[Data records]

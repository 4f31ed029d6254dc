//! In-memory HTTP fixtures shared by the unit tests.

use std::collections::HashMap;
use std::sync::Mutex;
use std::sync::atomic::{AtomicUsize, Ordering};
use std::time::Duration;

use aes::Aes128;
use aes::cipher::{BlockEncryptMut, KeyInit, block_padding::Pkcs7};
use async_trait::async_trait;
use bytes::Bytes;
use futures::StreamExt;
use reqwest::StatusCode;
use url::Url;

use crate::DownloadError;
use crate::downloader::{ByteStream, HttpFetcher};

/// Macro to initialize tracing for tests
///
/// Usage:
/// - `init_test_tracing!()` - uses DEBUG level (default)
/// - `init_test_tracing!(INFO)` - uses specified level
macro_rules! init_test_tracing {
    () => {
        init_test_tracing!(DEBUG);
    };
    ($level:ident) => {
        let _ = tracing_subscriber::fmt()
            .with_max_level(tracing::Level::$level)
            .with_test_writer()
            .try_init();
    };
}

pub(crate) use init_test_tracing;

const CHUNK_SIZE: usize = 7;

#[derive(Debug, Clone)]
enum Route {
    Body(Bytes),
    Status(StatusCode),
    /// Answer 503 `remaining` more times, then serve the body.
    Flaky { remaining: u32, body: Bytes },
    /// Yield the first chunk of the body, then a stream error.
    Broken(Bytes),
}

/// [`HttpFetcher`] over a fixed route table. Unknown URLs answer 404.
#[derive(Debug, Default)]
pub struct MockFetcher {
    routes: Mutex<HashMap<String, Route>>,
    hits: Mutex<HashMap<String, u32>>,
    latency: Duration,
    in_flight: AtomicUsize,
    peak_in_flight: AtomicUsize,
}

impl MockFetcher {
    pub fn new() -> Self {
        Self::default()
    }

    fn route(self, url: &str, route: Route) -> Self {
        self.routes
            .lock()
            .unwrap()
            .insert(url.to_string(), route);
        self
    }

    pub fn with_body(self, url: &str, body: impl AsRef<[u8]>) -> Self {
        let body = Bytes::copy_from_slice(body.as_ref());
        self.route(url, Route::Body(body))
    }

    pub fn with_status(self, url: &str, status: StatusCode) -> Self {
        self.route(url, Route::Status(status))
    }

    pub fn with_flaky_body(self, url: &str, failures: u32, body: impl AsRef<[u8]>) -> Self {
        let body = Bytes::copy_from_slice(body.as_ref());
        self.route(
            url,
            Route::Flaky {
                remaining: failures,
                body,
            },
        )
    }

    pub fn with_broken_stream(self, url: &str, body: impl AsRef<[u8]>) -> Self {
        let body = Bytes::copy_from_slice(body.as_ref());
        self.route(url, Route::Broken(body))
    }

    /// Delay every request by `latency` before answering.
    pub fn with_latency(mut self, latency: Duration) -> Self {
        self.latency = latency;
        self
    }

    /// Number of requests issued for `url`.
    pub fn hits(&self, url: &str) -> u32 {
        self.hits.lock().unwrap().get(url).copied().unwrap_or(0)
    }

    /// Highest number of requests that were pending at the same time.
    pub fn peak_in_flight(&self) -> usize {
        self.peak_in_flight.load(Ordering::SeqCst)
    }

    async fn answer(&self, url: &Url, operation: &'static str) -> Result<Route, DownloadError> {
        *self
            .hits
            .lock()
            .unwrap()
            .entry(url.to_string())
            .or_default() += 1;

        let now = self.in_flight.fetch_add(1, Ordering::SeqCst) + 1;
        self.peak_in_flight.fetch_max(now, Ordering::SeqCst);
        if !self.latency.is_zero() {
            tokio::time::sleep(self.latency).await;
        }
        self.in_flight.fetch_sub(1, Ordering::SeqCst);

        let mut routes = self.routes.lock().unwrap();
        match routes.get_mut(url.as_str()) {
            None => Err(DownloadError::http_status(
                StatusCode::NOT_FOUND,
                url.as_str(),
                operation,
            )),
            Some(Route::Status(status)) => {
                Err(DownloadError::http_status(*status, url.as_str(), operation))
            }
            Some(Route::Flaky { remaining, body }) => {
                if *remaining > 0 {
                    *remaining -= 1;
                    Err(DownloadError::http_status(
                        StatusCode::SERVICE_UNAVAILABLE,
                        url.as_str(),
                        operation,
                    ))
                } else {
                    Ok(Route::Body(body.clone()))
                }
            }
            Some(route) => Ok(route.clone()),
        }
    }
}

#[async_trait]
impl HttpFetcher for MockFetcher {
    async fn fetch_bytes(
        &self,
        url: &Url,
        operation: &'static str,
    ) -> Result<Bytes, DownloadError> {
        match self.answer(url, operation).await? {
            Route::Body(body) => Ok(body),
            _ => Err(DownloadError::Io {
                source: std::io::Error::new(std::io::ErrorKind::UnexpectedEof, "body truncated"),
            }),
        }
    }

    async fn fetch_stream(
        &self,
        url: &Url,
        operation: &'static str,
    ) -> Result<ByteStream, DownloadError> {
        match self.answer(url, operation).await? {
            Route::Body(body) => {
                let chunks: Vec<Result<Bytes, DownloadError>> = body
                    .chunks(CHUNK_SIZE)
                    .map(|c| Ok(Bytes::copy_from_slice(c)))
                    .collect();
                Ok(futures::stream::iter(chunks).boxed())
            }
            Route::Broken(body) => {
                let first = body.slice(..body.len().min(CHUNK_SIZE));
                let items: Vec<Result<Bytes, DownloadError>> = vec![
                    Ok(first),
                    Err(DownloadError::Io {
                        source: std::io::Error::new(
                            std::io::ErrorKind::ConnectionReset,
                            "connection reset",
                        ),
                    }),
                ];
                Ok(futures::stream::iter(items).boxed())
            }
            _ => unreachable!("answer only yields bodies"),
        }
    }
}

/// AES-128-ECB encrypt with PKCS#7 padding.
pub fn encrypt_ecb(key: &[u8; 16], plaintext: &[u8]) -> Vec<u8> {
    type Aes128EcbEnc = ecb::Encryptor<Aes128>;
    let mut buf = vec![0u8; plaintext.len() + 16];
    buf[..plaintext.len()].copy_from_slice(plaintext);
    let len = Aes128EcbEnc::new(key.into())
        .encrypt_padded_mut::<Pkcs7>(&mut buf, plaintext.len())
        .unwrap()
        .len();
    buf.truncate(len);
    buf
}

**WHAT IS REQUIRED**. Go through the data above from its first line and copy each line exactly, stopping once the line with "serve the body." has been copied.

**THE COMPLETED TASK**.
repository 4f31ed029d6254dc
//! In-memory HTTP fixtures shared by the unit tests.

use std::collections::HashMap;
use std::sync::Mutex;
use std::sync::atomic::{AtomicUsize, Ordering};
use std::time::Duration;

use aes::Aes128;
use aes::cipher::{BlockEncryptMut, KeyInit, block_padding::Pkcs7};
use async_trait::async_trait;
use bytes::Bytes;
use futures::StreamExt;
use reqwest::StatusCode;
use url::Url;

use crate::DownloadError;
use crate::downloader::{ByteStream, HttpFetcher};

/// Macro to initialize tracing for tests
///
/// Usage:
/// - `init_test_tracing!()` - uses DEBUG level (default)
/// - `init_test_tracing!(INFO)` - uses specified level
macro_rules! init_test_tracing {
    () => {
        init_test_tracing!(DEBUG);
    };
    ($level:ident) => {
        let _ = tracing_subscriber::fmt()
            .with_max_level(tracing::Level::$level)
            .with_test_writer()
            .try_init();
    };
}

pub(crate) use init_test_tracing;

const CHUNK_SIZE: usize = 7;

#[derive(Debug, Clone)]
enum Route {
    Body(Bytes),
    Status(StatusCode),
    /// Answer 503 `remaining` more times, then serve the body.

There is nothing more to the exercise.